Its a shame too, because besides this one really stupid move, I'm really
starting to like Palm's current direction. A new OS that is actually out, on
new devices, with more in the pipeline? And I can actually hold this device
with this OS in my hand rather than just reading about it? Bring on the new
Palm.

Just drop this one stupid issue, PLEASE. To everyone but Engadget commenters,
it makes them look bad.

------
Skeuomorph
Sure seemed there was no way this could go any other way for Palm. Their
letter to USB seemed a PR stunt at best, and likely to backfire at worst. For
the sake of OS stability, I'm glad it did.

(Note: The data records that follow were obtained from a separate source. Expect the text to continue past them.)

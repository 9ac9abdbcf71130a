//! Listado Frontend Entry Point

mod app;
mod components;
mod context;
mod controls;
mod page;
mod storage;
mod store;

use listado_core::ListadoConfig;
use log::Level;

fn main() {
    console_error_panic_hook::set_once();
    let level = if cfg!(debug_assertions) {
        Level::Debug
    } else {
        Level::Info
    };
    wasm_logger::init(wasm_logger::Config::new(level));
    app::run_when_ready(ListadoConfig::default());
}
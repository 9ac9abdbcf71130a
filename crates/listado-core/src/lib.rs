//! Listado Core
//!
//! Browser-independent logic for the listado list manager: the storage port,
//! the item list model and its JSON form, and the operations the page binds to.

mod codec;
mod config;
mod error;
mod list;
mod storage;
mod store;
mod view;

pub use codec::{decode, encode};
pub use config::ListadoConfig;
pub use error::{StoreError, StoreResult};
pub use list::{normalize_entry, ItemList};
pub use storage::{KeyValueStorage, MemoryStorage};
pub use store::{AddOutcome, ListStore};
pub use view::{ListView, Row};
//! View State Store
//!
//! Uses Leptos reactive_stores so the rows and the clear control follow the
//! list as last read from storage.

use listado_core::ItemList;
use reactive_stores::Store;

/// What the page currently shows
#[derive(Clone, Debug, Default, Store)]
pub struct ListadoState {
    /// Entries as of the last render
    pub items: ItemList,
}

pub type ListadoStore = Store<ListadoState>;
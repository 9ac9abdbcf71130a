//! Control Bindings
//!
//! Behavior for the page's own input, add and clear controls.

use leptos::prelude::*;
use listado_core::{AddOutcome, ListView};
use wasm_bindgen::closure::Closure;
use wasm_bindgen::JsCast;
use web_sys::{Event, EventTarget, HtmlInputElement, KeyboardEvent};

use crate::context::ListContext;
use crate::page::PageElements;
use crate::store::ListadoStateStoreFields;

pub fn bind(ctx: ListContext, page: &PageElements) {
    let input = page.input.clone();
    listen(&page.add_button, "click", move |_| submit_entry(ctx, &input));

    let input = page.input.clone();
    listen(&page.input, "keydown", move |ev| {
        let is_enter = ev
            .dyn_ref::<KeyboardEvent>()
            .is_some_and(|key| key.key() == "Enter");
        if is_enter {
            submit_entry(ctx, &input);
        }
    });

    listen(&page.clear_button, "click", move |_| {
        let prompt = ctx.config(|c| c.clear_prompt.clone());
        if confirm(&prompt) {
            ctx.clear_all();
        }
    });

    let clear_button = page.clear_button.clone();
    Effect::new(move |_| {
        let enabled = ctx.state.items().with(|items| ListView::from_items(items).clear_enabled());
        clear_button.set_disabled(!enabled);
    });
}

/// Add whatever is in the input. Blank input changes nothing, not even the field.
fn submit_entry(ctx: ListContext, input: &HtmlInputElement) {
    if let AddOutcome::Added { index } = ctx.add(&input.value()) {
        log::debug!("entry {} added from input", index);
        input.set_value("");
        if let Err(err) = input.focus() {
            log::debug!("could not refocus input: {:?}", err);
        }
    }
}

fn confirm(prompt: &str) -> bool {
    web_sys::window()
        .and_then(|w| w.confirm_with_message(prompt).ok())
        .unwrap_or(false)
}

fn listen(target: &EventTarget, event: &str, handler: impl FnMut(Event) + 'static) {
    let callback = Closure::<dyn FnMut(Event)>::new(handler);
    if let Err(err) =
        target.add_event_listener_with_callback(event, callback.as_ref().unchecked_ref())
    {
        log::error!("failed to bind {}: {:?}", event, err);
    }
    callback.forget();
}
//! Storage Port
//!
//! Key-value interface the store persists through. The browser adapter lives in
//! the UI crate; `MemoryStorage` backs tests and non-browser embeddings.

use std::cell::RefCell;
use std::collections::HashMap;

/// Minimal get/set/delete-by-key storage.
///
/// Writes cannot fail at this level. Adapters over fallible backends log the
/// failure and return.
pub trait KeyValueStorage {
    fn get_item(&self, key: &str) -> Option<String>;

    fn set_item(&self, key: &str, value: &str);

    fn remove_item(&self, key: &str);
}

/// In-process storage
#[derive(Debug, Default)]
pub struct MemoryStorage {
    entries: RefCell<HashMap<String, String>>,
}

impl MemoryStorage {
    pub fn new() -> Self {
        Self::default()
    }

    pub fn contains_key(&self, key: &str) -> bool {
        self.entries.borrow().contains_key(key)
    }
}

impl KeyValueStorage for MemoryStorage {
    fn get_item(&self, key: &str) -> Option<String> {
        self.entries.borrow().get(key).cloned()
    }

    fn set_item(&self, key: &str, value: &str) {
        self.entries
            .borrow_mut()
            .insert(key.to_string(), value.to_string());
    }

    fn remove_item(&self, key: &str) {
        self.entries.borrow_mut().remove(key);
    }
}

impl<T: KeyValueStorage + ?Sized> KeyValueStorage for &T {
    fn get_item(&self, key: &str) -> Option<String> {
        (**self).get_item(key)
    }

    fn set_item(&self, key: &str, value: &str) {
        (**self).set_item(key, value)
    }

    fn remove_item(&self, key: &str) {
        (**self).remove_item(key)
    }
}

#[cfg(test)]
mod tests {
    use super::*;

    #[test]
    fn test_memory_storage_set_get_remove() {
        let storage = MemoryStorage::new();
        assert_eq!(storage.get_item("k"), None);

        storage.set_item("k", "v1");
        storage.set_item("k", "v2");
        assert_eq!(storage.get_item("k").as_deref(), Some("v2"));

        storage.remove_item("k");
        assert!(!storage.contains_key("k"));
    }
}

Each vendor of devices and software for those devices should be able to have
its drivers and apps listen to and interact with its own devices without
worrying about interlopers.

Good for USB-IF.

------
mildweed
The USB-IF, Inc. Board of Directors is composed of the following companies and
their designated representative Directors:

    
    
        * Hewlett-Packard Company - Alan Berkema
        * Intel Corporation - Jeff Ravencraft
        * LSI Corporation - Dave Thompson 
        * Microsoft Corporation - Fred Bhesania 
        * NEC Corporation - Steve Roux 
        * ST-Ericsson - Geert Knapen 
    

Microsoft has always been pro DRM. Intel has leaned pro DRM often. I don't
know where HP, NEC, or Ericsson stand, but If the first two hold any sway, I'm
not surprised by this ruling.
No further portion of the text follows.